Should I outsource competitive intelligence to a CI Consultant?

It is not the external CI expert who loses out if an organisation’s strategy goes awry. It is the organisation’s management who have this responsibility. So outsourcing functions should only occur where there are clear benefits to the organisation.

In the case of competitive intelligence a considerable amount of key intelligence will be held within the firm itself. This comes from the experience of employees and the contacts they make. Competitive information should be picked up during the sales processes, for example. There is a real risk this kind of information can be lost when outsourcing competitive intelligence to an external consultant, unless this consultant is seconded onto the staff and works in the company on a daily basis.

However a CI consultant can offer an objective perspective that can be hard to obtain using internal staff.
Consultants should also be considered where there are either insufficient staff members, or not enough staff with the skills for a particular intelligence requirement. In such cases, failing to outsource competitive intelligence to a CI agency or consultant can be damaging as it will mean that decisions will have to be made without the intelligence needed to reduce risk and support  decision-makers.

How do I show the value that CI gives to my organisation?

Showing the value of competitive intelligence (CI) to sceptical management is one of those questions that keep getting asked. Unfortunately, the question is one that is not always easy to answer: it can be quite hard to demonstrate the value that effective competitive intelligence gives to organizations. Companies may even only find the value years after cutting their competitive intelligence expenditure when a competitor springs a surprise and the company is caught with their pants down. Of course, by then it is too late!

Competitive intelligence can be looked at in the same way as a fire insurance policy – it provides a form of risk insurance, providing the organization with the information required to protect against direct threats posed by competitors and the environment.

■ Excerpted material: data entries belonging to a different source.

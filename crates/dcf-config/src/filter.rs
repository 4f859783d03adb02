//! The `default_config_filter:` section of `configuration.yaml`

use crate::error::{ConfigError, ConfigResult};
use dcf_core::{is_valid_domain_name, DOMAIN};
use serde_yaml::Value;
use std::collections::BTreeMap;
use std::fs;
use std::path::Path;
use tracing::{debug, warn};

/// Name of the main configuration file inside the config directory
pub const CONFIGURATION_FILE: &str = "configuration.yaml";

/// Domains declared in YAML, with `true` meaning disabled
#[derive(Debug, Clone, Default, PartialEq, Eq)]
pub struct FilterConfig {
    domains: BTreeMap<String, bool>,
}

impl FilterConfig {
    /// Load the section from `<config_dir>/configuration.yaml`.
    ///
    /// Returns `Ok(None)` when the file has no `default_config_filter` key.
    pub fn load(config_dir: impl AsRef<Path>) -> ConfigResult<Option<Self>> {
        let path = config_dir.as_ref().join(CONFIGURATION_FILE);
        debug!("Loading YAML file: {:?}", path);

        let content = fs::read_to_string(&path).map_err(|e| ConfigError::ReadFile {
            path: path.clone(),
            source: e,
        })?;

        Self::from_yaml_str(&content, &path)
    }

    /// Parse the section out of a full configuration document
    pub fn from_yaml_str(content: &str, source_path: &Path) -> ConfigResult<Option<Self>> {
        let document: Value = serde_yaml::from_str(content).map_err(|e| ConfigError::ParseYaml {
            path: source_path.to_path_buf(),
            source: e,
        })?;

        match document.get(DOMAIN) {
            Some(section) => Self::from_section(section).map(Some),
            None => Ok(None),
        }
    }

    /// Build from the value under the `default_config_filter` key
    pub fn from_section(section: &Value) -> ConfigResult<Self> {
        let mut domains = BTreeMap::new();

        match section {
            Value::Null => {}
            Value::Mapping(map) => {
                for (key, value) in map {
                    let domain = yaml_string(key)?;
                    let disabled = value.as_bool().ok_or_else(|| ConfigError::InvalidValue {
                        key: format!("{}.{}", DOMAIN, domain),
                        reason: "expected a boolean".to_string(),
                    })?;
                    domains.insert(domain, disabled);
                }
            }
            Value::Sequence(items) => {
                for item in items {
                    domains.insert(yaml_string(item)?, true);
                }
            }
            _ => {
                return Err(ConfigError::InvalidValue {
                    key: DOMAIN.to_string(),
                    reason: "expected a mapping of domain to boolean or a list of domains"
                        .to_string(),
                })
            }
        }

        for domain in domains.keys().filter(|d| !is_valid_domain_name(d)) {
            warn!(domain = %domain, "Imported domain does not look like an integration domain");
        }

        Ok(Self { domains })
    }

    /// Domains marked as disabled, in sorted order
    pub fn disabled_domains(&self) -> impl Iterator<Item = &str> {
        self.domains
            .iter()
            .filter(|(_, disabled)| **disabled)
            .map(|(domain, _)| domain.as_str())
    }

    /// Raw mapping for the config flow's import step
    pub fn import_input(&self) -> serde_json::Map<String, serde_json::Value> {
        self.domains
            .iter()
            .map(|(domain, disabled)| (domain.clone(), serde_json::Value::Bool(*disabled)))
            .collect()
    }

    pub fn is_empty(&self) -> bool {
        self.domains.is_empty()
    }
}

fn yaml_string(value: &Value) -> ConfigResult<String> {
    match value {
        Value::String(s) => Ok(s.clone()),
        other => Err(ConfigError::InvalidValue {
            key: DOMAIN.to_string(),
            reason: format!("expected a domain name, got {:?}", other),
        }),
    }
}

#[cfg(test)]
mod tests {
    use super::*;
    use std::path::PathBuf;
    use tempfile::TempDir;

    fn parse(content: &str) -> ConfigResult<Option<FilterConfig>> {
        FilterConfig::from_yaml_str(content, &PathBuf::from("configuration.yaml"))
    }

    #[test]
    fn test_mapping_section() {
        let config = parse(
            r#"
homeassistant:
  name: Home
default_config:
default_config_filter:
  zeroconf: true
  ssdp: false
"#,
        )
        .unwrap()
        .unwrap();

        assert_eq!(config.disabled_domains().collect::<Vec<_>>(), vec!["zeroconf"]);

        let input = config.import_input();
        assert_eq!(input.get("zeroconf"), Some(&serde_json::json!(true)));
        assert_eq!(input.get("ssdp"), Some(&serde_json::json!(false)));
    }

    #[test]
    fn test_list_shorthand() {
        let config = parse("default_config_filter: [zeroconf, ssdp]\n")
            .unwrap()
            .unwrap();

        assert_eq!(
            config.disabled_domains().collect::<Vec<_>>(),
            vec!["ssdp", "zeroconf"]
        );
    }

    #[test]
    fn test_empty_section() {
        let config = parse("default_config_filter:\n").unwrap().unwrap();
        assert!(config.is_empty());
    }

    #[test]
    fn test_missing_section() {
        assert!(parse("default_config:\n").unwrap().is_none());
        assert!(parse("").unwrap().is_none());
    }

    #[test]
    fn test_other_tags_are_tolerated() {
        let config = parse(
            r#"
http: !include http.yaml
default_config_filter:
  cloud: true
"#,
        )
        .unwrap()
        .unwrap();
        assert_eq!(config.disabled_domains().collect::<Vec<_>>(), vec!["cloud"]);
    }

    #[test]
    fn test_non_boolean_value_rejected() {
        let err = parse("default_config_filter:\n  zeroconf: maybe\n").unwrap_err();
        assert!(matches!(err, ConfigError::InvalidValue { ref key, .. } if key == "default_config_filter.zeroconf"));
    }

    #[test]
    fn test_scalar_section_rejected() {
        let err = parse("default_config_filter: zeroconf\n").unwrap_err();
        assert!(matches!(err, ConfigError::InvalidValue { .. }));
    }

    #[test]
    fn test_invalid_yaml() {
        let err = parse("default_config_filter: [unclosed\n").unwrap_err();
        assert!(matches!(err, ConfigError::ParseYaml { .. }));
    }

    #[test]
    fn test_load_from_config_dir() {
        let dir = TempDir::new().unwrap();
        fs::write(
            dir.path().join(CONFIGURATION_FILE),
            "default_config_filter:\n  zeroconf: true\n",
        )
        .unwrap();

        let config = FilterConfig::load(dir.path()).unwrap().unwrap();
        assert_eq!(config.disabled_domains().collect::<Vec<_>>(), vec!["zeroconf"]);
    }

    #[test]
    fn test_load_missing_file() {
        let dir = TempDir::new().unwrap();
        let err = FilterConfig::load(dir.path()).unwrap_err();
        assert!(matches!(err, ConfigError::ReadFile { .. }));
    }
}
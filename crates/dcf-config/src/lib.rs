//! YAML configuration for the default config filter
//!
//! Users who keep their setup in `configuration.yaml` can declare the
//! disabled domains there instead of going through the UI:
//!
//! ```yaml
//! default_config_filter:
//!   zeroconf: true
//!   ssdp: false
//! ```
//!
//! or, as a shorthand, a list of domains to disable:
//!
//! ```yaml
//! default_config_filter: [zeroconf, ssdp]
//! ```
//!
//! The section is turned into the raw mapping handed to the config flow's
//! import step.
//!
//! # Example
//!
//! ```ignore
//! use dcf_config::FilterConfig;
//!
//! if let Some(config) = FilterConfig::load("/config")? {
//!     let input = config.import_input();
//! }
//! ```

mod error;
mod filter;

pub use error::{ConfigError, ConfigResult};
pub use filter::{FilterConfig, CONFIGURATION_FILE};
//! Config Entry types

use chrono::{DateTime, Utc};
use serde::{Deserialize, Serialize};
use std::collections::HashMap;

use crate::state_machine::InvalidTransition;

/// Config entry lifecycle state
#[derive(Debug, Clone, Copy, PartialEq, Eq, Serialize, Deserialize, Default)]
#[serde(rename_all = "snake_case")]
pub enum ConfigEntryState {
    /// Initial state, not yet set up
    #[default]
    NotLoaded,
    /// Currently being set up
    SetupInProgress,
    /// Successfully set up
    Loaded,
    /// Setup failed
    SetupError,
    /// Waiting to retry setup
    SetupRetry,
    /// Version migration failed
    MigrationError,
    /// Currently unloading
    UnloadInProgress,
    /// Unload failed
    FailedUnload,
}

impl ConfigEntryState {
    /// Check if the entry can be unloaded/reloaded from this state
    pub fn is_recoverable(&self) -> bool {
        matches!(
            self,
            ConfigEntryState::Loaded
                | ConfigEntryState::SetupError
                | ConfigEntryState::SetupRetry
                | ConfigEntryState::NotLoaded
        )
    }

    /// True when the integration is not running because it was never
    /// loaded or its setup failed. Editing options in this state has no
    /// live effect until the host restarts.
    pub fn is_inactive(&self) -> bool {
        matches!(
            self,
            ConfigEntryState::NotLoaded | ConfigEntryState::SetupError
        )
    }
}

/// Source of the config entry
#[derive(Debug, Clone, Copy, PartialEq, Eq, Serialize, Deserialize, Default)]
#[serde(rename_all = "snake_case")]
pub enum ConfigEntrySource {
    /// Configured via UI/API
    #[default]
    User,
    /// Imported from YAML config
    Import,
    /// System-created entry
    System,
}

impl ConfigEntrySource {
    /// Wire name of the source, as used for flow contexts
    pub fn as_str(&self) -> &'static str {
        match self {
            ConfigEntrySource::User => "user",
            ConfigEntrySource::Import => "import",
            ConfigEntrySource::System => "system",
        }
    }
}

/// A configuration entry for an integration
#[derive(Debug, Clone, Serialize, Deserialize)]
pub struct ConfigEntry {
    /// Unique identifier (ULID)
    pub entry_id: String,

    /// Integration domain
    pub domain: String,

    /// Human-readable display name
    pub title: String,

    /// Immutable configuration data
    #[serde(default)]
    pub data: HashMap<String, serde_json::Value>,

    /// User-configurable options
    #[serde(default)]
    pub options: HashMap<String, serde_json::Value>,

    /// Major schema version
    #[serde(default = "default_version")]
    pub version: u32,

    /// Optional unique identifier for duplicate prevention
    #[serde(default, skip_serializing_if = "Option::is_none")]
    pub unique_id: Option<String>,

    /// Origin type
    #[serde(default)]
    pub source: ConfigEntrySource,

    /// Current lifecycle state (not persisted)
    #[serde(skip, default)]
    pub state: ConfigEntryState,

    /// Human-readable explanation for failed states
    #[serde(skip, default)]
    pub reason: Option<String>,

    /// Creation timestamp
    #[serde(default = "Utc::now")]
    pub created_at: DateTime<Utc>,

    /// Last modification timestamp
    #[serde(default = "Utc::now")]
    pub modified_at: DateTime<Utc>,
}

fn default_version() -> u32 {
    1
}

impl ConfigEntry {
    /// Create a new config entry
    pub fn new(domain: impl Into<String>, title: impl Into<String>) -> Self {
        let now = Utc::now();
        Self {
            entry_id: ulid::Ulid::new().to_string(),
            domain: domain.into(),
            title: title.into(),
            data: HashMap::new(),
            options: HashMap::new(),
            version: 1,
            unique_id: None,
            source: ConfigEntrySource::User,
            state: ConfigEntryState::NotLoaded,
            reason: None,
            created_at: now,
            modified_at: now,
        }
    }

    /// Set data
    pub fn with_data(mut self, data: HashMap<String, serde_json::Value>) -> Self {
        self.data = data;
        self
    }

    /// Set options
    pub fn with_options(mut self, options: HashMap<String, serde_json::Value>) -> Self {
        self.options = options;
        self
    }

    /// Set unique_id
    pub fn with_unique_id(mut self, unique_id: impl Into<String>) -> Self {
        self.unique_id = Some(unique_id.into());
        self
    }

    /// Set source
    pub fn with_source(mut self, source: ConfigEntrySource) -> Self {
        self.source = source;
        self
    }

    /// Check if entry is loaded
    pub fn is_loaded(&self) -> bool {
        self.state == ConfigEntryState::Loaded
    }

    /// Attempt to transition to a new state with validation.
    ///
    /// On success, updates the state and reason fields.
    pub fn try_set_state(
        &mut self,
        new_state: ConfigEntryState,
        reason: Option<String>,
    ) -> Result<(), InvalidTransition> {
        self.state.try_transition(new_state)?;
        self.state = new_state;
        self.reason = reason;
        Ok(())
    }
}

/// Update data for a config entry
#[derive(Debug, Default)]
pub struct ConfigEntryUpdate {
    pub title: Option<String>,
    pub data: Option<HashMap<String, serde_json::Value>>,
    pub options: Option<HashMap<String, serde_json::Value>>,
}

impl ConfigEntryUpdate {
    pub fn new() -> Self {
        Self::default()
    }

    pub fn title(mut self, title: impl Into<String>) -> Self {
        self.title = Some(title.into());
        self
    }

    pub fn data(mut self, data: HashMap<String, serde_json::Value>) -> Self {
        self.data = Some(data);
        self
    }

    pub fn options(mut self, options: HashMap<String, serde_json::Value>) -> Self {
        self.options = Some(options);
        self
    }
}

Effective competitive intelligence helps organizations identify opportunities and threats, providing the information required to make decisions that can take advantage of the opportunities and steer clear of the dangers of time and at the lowest cost. Viewed like this, it becomes easier to see the value that competitive intelligence can give. The question becomes not “what does competitive intelligence cost” but “what is the cost of not having the information provided?”

Where can I learn more about competitive intelligence?

The best ways of learning about CI will be through

  • commercial CI firms offering competitive intelligence training – for example, we offer in-house training covering all aspects of CI;
  • The Institute of Competitive Intelligence (ICI) offering a full range of competitive intelligence training options;
  • the Strategic and Competitive Intelligence Professionals (SCIP – www.scip.org) – via SCIP chapter meetings;
  • conferences on CI organized by ICI, SCIP, and others;
  • training companies including competitive intelligence in their course catalog;
  • books on the topic.

Where can I learn more about competitive intelligence – detailed answer, including more information on course providers, etc 

How do I find out who my competitors are?

In order to identify your competitors it is useful to think like a customer and how a customer would go about finding a supplier – what steps did your customers take to find you? What are their needs? What other companies are meeting, or can meet, the same or similar needs – and how. These are your potential or actual competitors.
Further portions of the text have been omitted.